シャロンの他にも、亡くなったオリヴィア・ハッセーとレナード・ホワイティングは、「ロミオとジュリエット」では、ヌードシーンは使わないと言われていたのに、ゼフィレッリに騙されて使用されたと、訴え出ました。これもつい最近です。自分たちの尊厳を取り戻す決意をするのに、実に50年以上の年月を要したわけです。
精神病院に入院したマリアは、母を恋しがるのですが、母は面会にも来ない。父親の元に通う娘を許さない。娘を恫喝して抑え込むこむ様子が描かれます。シングルマザーで辛酸は舐めたでしょうが、これは無いよななぁ。原作はマリアの従兄妹であるヴァネッサ・シュナイダー。劇中でも、従兄妹を可愛がるマリアの様子が描かれます。マリアの人格の崩壊の一端は、伯母にもあると、ヴァネッサは言いたいのでしょう。
アナマリアはとても可憐で美しく、マリア以上の美人です。アナマリアは好演でしたが、ここは正直、もう少し似せた人でも良かったかとは思います。その方が、作品により感情移入出来た気がするなぁ。
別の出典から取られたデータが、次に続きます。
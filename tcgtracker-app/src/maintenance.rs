//! Periodic auto-save and auto-backup while the server runs.

use std::future;
use std::sync::Arc;
use std::time::Duration;

use tcgtracker_core::Repository;
use tokio::sync::broadcast;
use tokio::task::JoinHandle;
use tokio::time::{interval_at, Instant, Interval, MissedTickBehavior};
use tracing::{debug, info, warn};

use crate::config::MaintenanceSettings;

pub struct Maintenance {
    repo: Arc<dyn Repository>,
    auto_save: Option<Duration>,
    auto_backup: Option<Duration>,
}

pub fn spawn(
    repo: Arc<dyn Repository>,
    settings: &MaintenanceSettings,
    shutdown_rx: broadcast::Receiver<()>,
) -> JoinHandle<()> {
    let secs = |s: u64| (s > 0).then(|| Duration::from_secs(s));
    let m = Maintenance::new(repo, secs(settings.auto_save_secs), secs(settings.auto_backup_secs));
    tokio::spawn(m.run(shutdown_rx))
}

impl Maintenance {
    /// `None` disables that task.
    pub fn new(repo: Arc<dyn Repository>, auto_save: Option<Duration>, auto_backup: Option<Duration>) -> Self {
        Self {
            repo,
            auto_save,
            auto_backup,
        }
    }

    /// One loop for both timers, so a save and a backup never run at once.
    pub async fn run(self, mut shutdown_rx: broadcast::Receiver<()>) {
        info!(
            auto_save = ?self.auto_save,
            auto_backup = ?self.auto_backup,
            "maintenance started"
        );
        let mut save_tick = ticker(self.auto_save);
        let mut backup_tick = ticker(self.auto_backup);

        loop {
            tokio::select! {
                biased;
                _ = shutdown_rx.recv() => {
                    info!("maintenance shutting down");
                    return;
                }
                _ = tick(&mut save_tick) => {
                    match self.repo.save().await {
                        Ok(()) => debug!("auto-save complete"),
                        Err(e) => warn!(error = %e, "auto-save failed"),
                    }
                }
                _ = tick(&mut backup_tick) => {
                    match self.repo.backup().await {
                        Ok(b) => info!(backup = %b.name, "auto-backup complete"),
                        Err(e) => warn!(error = %e, "auto-backup failed"),
                    }
                }
            }
        }
    }
}

fn ticker(period: Option<Duration>) -> Option<Interval> {
    period.map(|p| {
        // First tick one period from now, not immediately.
        let mut i = interval_at(Instant::now() + p, p);
        i.set_missed_tick_behavior(MissedTickBehavior::Delay);
        i
    })
}

async fn tick(interval: &mut Option<Interval>) {
    match interval {
        Some(i) => {
            i.tick().await;
        }
        None => future::pending::<()>().await,
    }
}

#[cfg(test)]
mod tests {
    use super::*;
    use tcgtracker_core::{MemoryRepo, NewDeck};

    #[tokio::test]
    async fn backs_up_on_schedule_and_stops_on_shutdown() {
        let repo = Arc::new(MemoryRepo::new());
        repo.add_deck(NewDeck::new("Fire Deck", vec![])).await.unwrap();
        let (tx, rx) = broadcast::channel(1);

        let m = Maintenance::new(
            repo.clone(),
            Some(Duration::from_millis(10)),
            Some(Duration::from_millis(25)),
        );
        let handle = tokio::spawn(m.run(rx));

        tokio::time::sleep(Duration::from_millis(150)).await;
        tx.send(()).unwrap();
        handle.await.unwrap();

        let taken = repo.list_backups().await.unwrap().len();
        assert!(taken >= 1, "expected scheduled backups, got {taken}");

        // Nothing runs after shutdown.
        tokio::time::sleep(Duration::from_millis(60)).await;
        assert_eq!(repo.list_backups().await.unwrap().len(), taken);
    }

    #[tokio::test]
    async fn disabled_timers_only_wait_for_shutdown() {
        let repo = Arc::new(MemoryRepo::new());
        let (tx, rx) = broadcast::channel(1);
        let handle = tokio::spawn(Maintenance::new(repo.clone(), None, None).run(rx));

        tokio::time::sleep(Duration::from_millis(30)).await;
        tx.send(()).unwrap();
        handle.await.unwrap();
        assert!(repo.list_backups().await.unwrap().is_empty());
    }
}
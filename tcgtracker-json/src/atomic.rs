use std::fs;
use std::io::{self, Write};
use std::path::Path;
use tempfile::NamedTempFile;

/// Replaces `path` with `bytes` via a synced temp file and a rename, so a
/// reader sees either the old contents or the new, never a mix.
pub(crate) fn write_atomic(path: &Path, bytes: &[u8]) -> io::Result<()> {
    write_atomic_with(path, bytes, |_| Ok(()))
}

fn write_atomic_with<F>(path: &Path, bytes: &[u8], before_rename: F) -> io::Result<()>
where
    F: FnOnce(&Path) -> io::Result<()>,
{
    let dir = parent_dir(path);
    fs::create_dir_all(dir)?;

    // Same directory as the target so the rename stays on one filesystem.
    let mut tmp = NamedTempFile::new_in(dir)?;
    tmp.write_all(bytes)?;
    tmp.flush()?;
    tmp.as_file().sync_all()?;

    before_rename(tmp.path())?;

    tmp.persist(path).map_err(|e| e.error)?;
    sync_dir(dir);
    Ok(())
}

pub(crate) fn parent_dir(path: &Path) -> &Path {
    match path.parent() {
        Some(p) if !p.as_os_str().is_empty() => p,
        _ => Path::new("."),
    }
}

#[cfg(unix)]
fn sync_dir(dir: &Path) {
    if let Ok(d) = fs::File::open(dir) {
        let _ = d.sync_all();
    }
}

#[cfg(not(unix))]
fn sync_dir(_dir: &Path) {}

#[cfg(test)]
mod tests {
    use super::*;
    use tempfile::TempDir;

    #[test]
    fn replaces_contents() {
        let dir = TempDir::new().unwrap();
        let path = dir.path().join("store.json");
        write_atomic(&path, b"first").unwrap();
        write_atomic(&path, b"second").unwrap();
        assert_eq!(fs::read(&path).unwrap(), b"second");
    }

    #[test]
    fn failure_before_rename_keeps_previous_file() {
        let dir = TempDir::new().unwrap();
        let path = dir.path().join("store.json");
        write_atomic(&path, b"{\"good\": true}").unwrap();

        let err = write_atomic_with(&path, b"{\"half\":", |_| {
            Err(io::Error::new(io::ErrorKind::Other, "simulated crash"))
        })
        .unwrap_err();
        assert_eq!(err.to_string(), "simulated crash");

        assert_eq!(fs::read(&path).unwrap(), b"{\"good\": true}");
        // The temp file is cleaned up on drop.
        let leftovers = fs::read_dir(dir.path()).unwrap().count();
        assert_eq!(leftovers, 1);
    }
}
苛烈な役柄が多いアナマリアですが、ハリウッド進出の「ミッキー17」では、容姿と落差のない役柄でした。今後も活躍を期待したいです。マット・ディロンのブランドは、これは荷が重かった模様。終始ブランドには思えませんでした。マットより格上だけど(多分。私の想い込みか?)、エドワード・ノートンなら、全く自分とは違うブランドにも、寄せてきたのではと思います。でもブランド役は今の情勢なら、ベルトルッチ役以上に、やりたくない役だと思います。
劇中の後半、マリアに寄り添い、甲斐甲斐しく世話をする女子大生のヌール(セレスト・ブリュンケル)。劇中唯一、心からマリアを受け入れ愛した人でした。彼女とのその後がどうなったのか、気になりました。映画を観る限り、マリアが自殺でせず生涯を終えたのは、私はヌールの献身であったと思います。真摯に描かれた、力作です。